What the task asks: Entries follow. Give back exactly the lines starting at the one containing "let mut rig = CameraRig::new(cam);" and ending at the one containing "for _ in 0..3", and no other lines.
[Data shown]
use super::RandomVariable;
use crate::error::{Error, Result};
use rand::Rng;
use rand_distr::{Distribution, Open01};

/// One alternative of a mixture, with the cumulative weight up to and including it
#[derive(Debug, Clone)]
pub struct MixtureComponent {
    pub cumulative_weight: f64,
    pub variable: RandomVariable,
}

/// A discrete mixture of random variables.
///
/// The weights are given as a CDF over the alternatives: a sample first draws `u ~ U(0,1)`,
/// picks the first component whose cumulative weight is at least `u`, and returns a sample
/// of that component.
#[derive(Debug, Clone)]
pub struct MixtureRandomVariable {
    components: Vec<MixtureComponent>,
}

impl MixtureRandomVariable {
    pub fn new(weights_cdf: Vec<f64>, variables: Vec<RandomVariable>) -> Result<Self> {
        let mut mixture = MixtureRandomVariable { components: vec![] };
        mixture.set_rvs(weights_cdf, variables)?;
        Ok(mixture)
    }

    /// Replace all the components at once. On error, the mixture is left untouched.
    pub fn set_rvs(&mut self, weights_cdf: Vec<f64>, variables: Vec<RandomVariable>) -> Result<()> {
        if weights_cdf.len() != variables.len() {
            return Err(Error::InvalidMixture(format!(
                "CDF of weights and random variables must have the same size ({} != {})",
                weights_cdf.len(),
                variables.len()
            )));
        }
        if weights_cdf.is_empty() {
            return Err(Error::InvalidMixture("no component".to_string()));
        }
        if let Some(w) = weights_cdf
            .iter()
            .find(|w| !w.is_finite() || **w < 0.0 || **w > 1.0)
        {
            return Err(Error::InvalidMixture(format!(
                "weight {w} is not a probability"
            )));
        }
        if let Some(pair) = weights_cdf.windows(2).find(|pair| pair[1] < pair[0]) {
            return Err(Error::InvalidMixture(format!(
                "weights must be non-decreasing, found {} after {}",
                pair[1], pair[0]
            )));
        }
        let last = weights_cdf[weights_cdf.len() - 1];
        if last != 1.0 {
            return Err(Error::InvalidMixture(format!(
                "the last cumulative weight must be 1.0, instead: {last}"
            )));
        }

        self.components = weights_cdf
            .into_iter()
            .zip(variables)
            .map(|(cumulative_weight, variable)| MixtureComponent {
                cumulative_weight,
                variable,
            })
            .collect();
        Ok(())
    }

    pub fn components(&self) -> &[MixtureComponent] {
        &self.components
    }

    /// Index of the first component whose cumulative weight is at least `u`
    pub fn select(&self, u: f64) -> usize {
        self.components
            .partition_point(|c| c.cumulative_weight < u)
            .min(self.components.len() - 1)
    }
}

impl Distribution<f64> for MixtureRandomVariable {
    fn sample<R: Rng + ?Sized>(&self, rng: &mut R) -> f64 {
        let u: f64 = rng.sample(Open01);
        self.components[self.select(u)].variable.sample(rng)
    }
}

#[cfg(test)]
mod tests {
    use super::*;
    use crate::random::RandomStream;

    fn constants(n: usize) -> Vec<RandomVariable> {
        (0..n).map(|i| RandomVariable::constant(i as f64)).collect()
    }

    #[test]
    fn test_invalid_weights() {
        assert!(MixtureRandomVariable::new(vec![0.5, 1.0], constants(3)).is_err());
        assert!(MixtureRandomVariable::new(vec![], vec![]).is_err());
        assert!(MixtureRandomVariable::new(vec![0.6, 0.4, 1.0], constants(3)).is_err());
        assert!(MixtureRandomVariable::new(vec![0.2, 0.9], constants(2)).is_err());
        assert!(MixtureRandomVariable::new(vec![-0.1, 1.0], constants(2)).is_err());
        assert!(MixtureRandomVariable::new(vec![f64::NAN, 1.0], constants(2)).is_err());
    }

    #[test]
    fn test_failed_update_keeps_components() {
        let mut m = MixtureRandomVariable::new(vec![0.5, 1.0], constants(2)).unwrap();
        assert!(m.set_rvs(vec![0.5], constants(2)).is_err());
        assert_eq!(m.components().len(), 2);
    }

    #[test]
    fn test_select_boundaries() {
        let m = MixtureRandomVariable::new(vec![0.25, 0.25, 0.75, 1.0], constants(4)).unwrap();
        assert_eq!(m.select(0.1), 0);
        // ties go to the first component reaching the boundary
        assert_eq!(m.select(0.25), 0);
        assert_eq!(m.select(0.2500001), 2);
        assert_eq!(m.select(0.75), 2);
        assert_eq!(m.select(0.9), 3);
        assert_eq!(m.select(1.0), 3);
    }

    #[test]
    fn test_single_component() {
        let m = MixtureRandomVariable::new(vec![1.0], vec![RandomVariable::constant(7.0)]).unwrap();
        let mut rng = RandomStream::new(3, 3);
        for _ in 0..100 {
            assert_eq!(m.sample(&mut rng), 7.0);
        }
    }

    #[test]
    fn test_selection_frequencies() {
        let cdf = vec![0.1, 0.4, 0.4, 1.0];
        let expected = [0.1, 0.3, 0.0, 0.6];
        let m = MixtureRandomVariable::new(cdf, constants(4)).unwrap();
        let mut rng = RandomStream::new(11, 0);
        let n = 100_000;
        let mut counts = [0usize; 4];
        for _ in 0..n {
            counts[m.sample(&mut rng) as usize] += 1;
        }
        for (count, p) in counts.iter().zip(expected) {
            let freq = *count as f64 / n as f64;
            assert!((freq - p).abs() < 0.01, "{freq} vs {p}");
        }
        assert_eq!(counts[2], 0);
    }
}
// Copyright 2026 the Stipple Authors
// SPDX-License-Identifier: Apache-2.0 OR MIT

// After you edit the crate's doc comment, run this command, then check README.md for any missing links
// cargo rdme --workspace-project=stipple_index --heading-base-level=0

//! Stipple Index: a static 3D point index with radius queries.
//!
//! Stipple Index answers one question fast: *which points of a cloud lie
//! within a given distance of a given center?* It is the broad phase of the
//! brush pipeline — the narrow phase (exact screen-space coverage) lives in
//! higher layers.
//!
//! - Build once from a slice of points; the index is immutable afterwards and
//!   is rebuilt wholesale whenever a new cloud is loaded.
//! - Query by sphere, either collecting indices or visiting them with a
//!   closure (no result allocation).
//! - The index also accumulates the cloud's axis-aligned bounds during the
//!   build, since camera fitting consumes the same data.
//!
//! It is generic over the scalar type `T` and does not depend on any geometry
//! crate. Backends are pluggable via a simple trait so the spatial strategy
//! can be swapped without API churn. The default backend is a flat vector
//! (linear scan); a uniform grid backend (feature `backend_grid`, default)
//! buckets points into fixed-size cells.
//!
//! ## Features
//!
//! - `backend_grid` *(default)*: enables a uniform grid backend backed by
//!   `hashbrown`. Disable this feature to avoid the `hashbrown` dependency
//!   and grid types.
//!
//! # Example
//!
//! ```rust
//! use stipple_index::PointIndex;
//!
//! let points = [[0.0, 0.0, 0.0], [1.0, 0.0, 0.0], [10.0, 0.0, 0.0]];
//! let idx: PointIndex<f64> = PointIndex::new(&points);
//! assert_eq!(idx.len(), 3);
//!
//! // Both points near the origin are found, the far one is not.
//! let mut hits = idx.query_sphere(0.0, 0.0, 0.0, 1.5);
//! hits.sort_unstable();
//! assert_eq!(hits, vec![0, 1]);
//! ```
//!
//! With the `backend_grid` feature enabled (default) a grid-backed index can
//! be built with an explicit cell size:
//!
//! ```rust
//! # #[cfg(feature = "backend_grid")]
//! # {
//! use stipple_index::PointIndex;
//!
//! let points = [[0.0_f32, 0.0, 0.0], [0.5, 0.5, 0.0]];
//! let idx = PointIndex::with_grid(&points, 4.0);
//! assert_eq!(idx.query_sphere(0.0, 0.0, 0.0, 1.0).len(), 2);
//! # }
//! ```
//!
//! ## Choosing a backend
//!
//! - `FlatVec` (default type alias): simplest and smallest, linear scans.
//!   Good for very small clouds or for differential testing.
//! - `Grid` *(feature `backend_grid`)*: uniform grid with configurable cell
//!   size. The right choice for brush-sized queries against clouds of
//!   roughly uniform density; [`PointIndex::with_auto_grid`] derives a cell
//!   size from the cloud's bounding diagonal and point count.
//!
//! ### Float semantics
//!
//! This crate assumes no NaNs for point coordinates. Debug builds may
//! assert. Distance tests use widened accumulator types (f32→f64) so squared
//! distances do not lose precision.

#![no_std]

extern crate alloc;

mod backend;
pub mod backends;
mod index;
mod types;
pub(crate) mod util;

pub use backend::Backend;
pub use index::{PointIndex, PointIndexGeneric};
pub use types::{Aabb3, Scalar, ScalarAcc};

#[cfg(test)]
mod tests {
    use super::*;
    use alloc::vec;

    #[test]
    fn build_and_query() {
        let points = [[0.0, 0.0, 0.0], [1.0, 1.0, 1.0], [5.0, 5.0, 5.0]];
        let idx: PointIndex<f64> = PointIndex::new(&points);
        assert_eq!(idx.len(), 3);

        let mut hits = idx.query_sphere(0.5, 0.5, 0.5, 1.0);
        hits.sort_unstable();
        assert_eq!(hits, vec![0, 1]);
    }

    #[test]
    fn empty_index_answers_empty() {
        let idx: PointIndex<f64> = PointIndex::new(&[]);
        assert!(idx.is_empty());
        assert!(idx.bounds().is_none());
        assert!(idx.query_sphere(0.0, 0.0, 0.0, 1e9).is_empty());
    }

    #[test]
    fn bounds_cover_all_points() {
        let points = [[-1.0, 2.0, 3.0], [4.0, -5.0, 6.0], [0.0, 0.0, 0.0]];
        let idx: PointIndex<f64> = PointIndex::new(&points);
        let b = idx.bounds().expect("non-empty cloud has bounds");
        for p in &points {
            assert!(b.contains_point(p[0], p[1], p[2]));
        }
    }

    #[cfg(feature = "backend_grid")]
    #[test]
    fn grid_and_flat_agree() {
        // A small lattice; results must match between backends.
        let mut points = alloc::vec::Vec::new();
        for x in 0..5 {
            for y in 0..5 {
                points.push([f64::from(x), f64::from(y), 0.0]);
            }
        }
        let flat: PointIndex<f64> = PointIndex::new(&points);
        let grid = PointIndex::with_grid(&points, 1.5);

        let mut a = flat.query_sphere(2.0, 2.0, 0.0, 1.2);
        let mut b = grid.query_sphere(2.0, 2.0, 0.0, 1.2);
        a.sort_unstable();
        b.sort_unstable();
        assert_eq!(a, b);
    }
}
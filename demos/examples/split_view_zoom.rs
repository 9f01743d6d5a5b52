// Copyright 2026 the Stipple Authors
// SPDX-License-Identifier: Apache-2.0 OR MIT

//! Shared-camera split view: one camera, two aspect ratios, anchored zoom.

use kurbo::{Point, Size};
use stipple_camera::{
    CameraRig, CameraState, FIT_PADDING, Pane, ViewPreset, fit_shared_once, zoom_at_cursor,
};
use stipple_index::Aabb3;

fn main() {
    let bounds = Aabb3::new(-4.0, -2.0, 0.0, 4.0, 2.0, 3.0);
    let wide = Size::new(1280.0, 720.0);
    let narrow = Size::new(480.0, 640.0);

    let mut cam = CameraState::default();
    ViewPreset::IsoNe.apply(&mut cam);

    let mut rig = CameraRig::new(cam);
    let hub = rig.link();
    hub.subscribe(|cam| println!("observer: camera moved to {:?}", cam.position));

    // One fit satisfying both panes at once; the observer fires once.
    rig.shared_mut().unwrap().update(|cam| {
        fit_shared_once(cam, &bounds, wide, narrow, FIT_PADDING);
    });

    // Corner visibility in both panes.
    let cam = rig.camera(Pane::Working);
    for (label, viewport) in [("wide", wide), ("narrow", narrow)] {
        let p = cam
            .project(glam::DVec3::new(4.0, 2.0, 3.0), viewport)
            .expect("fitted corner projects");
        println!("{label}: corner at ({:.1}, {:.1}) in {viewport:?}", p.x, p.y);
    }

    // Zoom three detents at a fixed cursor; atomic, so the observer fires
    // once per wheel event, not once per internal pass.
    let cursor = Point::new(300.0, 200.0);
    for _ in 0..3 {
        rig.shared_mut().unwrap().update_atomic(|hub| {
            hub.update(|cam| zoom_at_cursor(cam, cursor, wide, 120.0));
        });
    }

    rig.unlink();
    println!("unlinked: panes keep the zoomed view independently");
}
[/Data shown]
Expected answer:
    let mut rig = CameraRig::new(cam);
    let hub = rig.link();
    hub.subscribe(|cam| println!("observer: camera moved to {:?}", cam.position));

    // One fit satisfying both panes at once; the observer fires once.
    rig.shared_mut().unwrap().update(|cam| {
        fit_shared_once(cam, &bounds, wide, narrow, FIT_PADDING);
    });

    // Corner visibility in both panes.
    let cam = rig.camera(Pane::Working);
    for (label, viewport) in [("wide", wide), ("narrow", narrow)] {
        let p = cam
            .project(glam::DVec3::new(4.0, 2.0, 3.0), viewport)
            .expect("fitted corner projects");
        println!("{label}: corner at ({:.1}, {:.1}) in {viewport:?}", p.x, p.y);
    }

    // Zoom three detents at a fixed cursor; atomic, so the observer fires
    // once per wheel event, not once per internal pass.
    let cursor = Point::new(300.0, 200.0);
    for _ in 0..3 {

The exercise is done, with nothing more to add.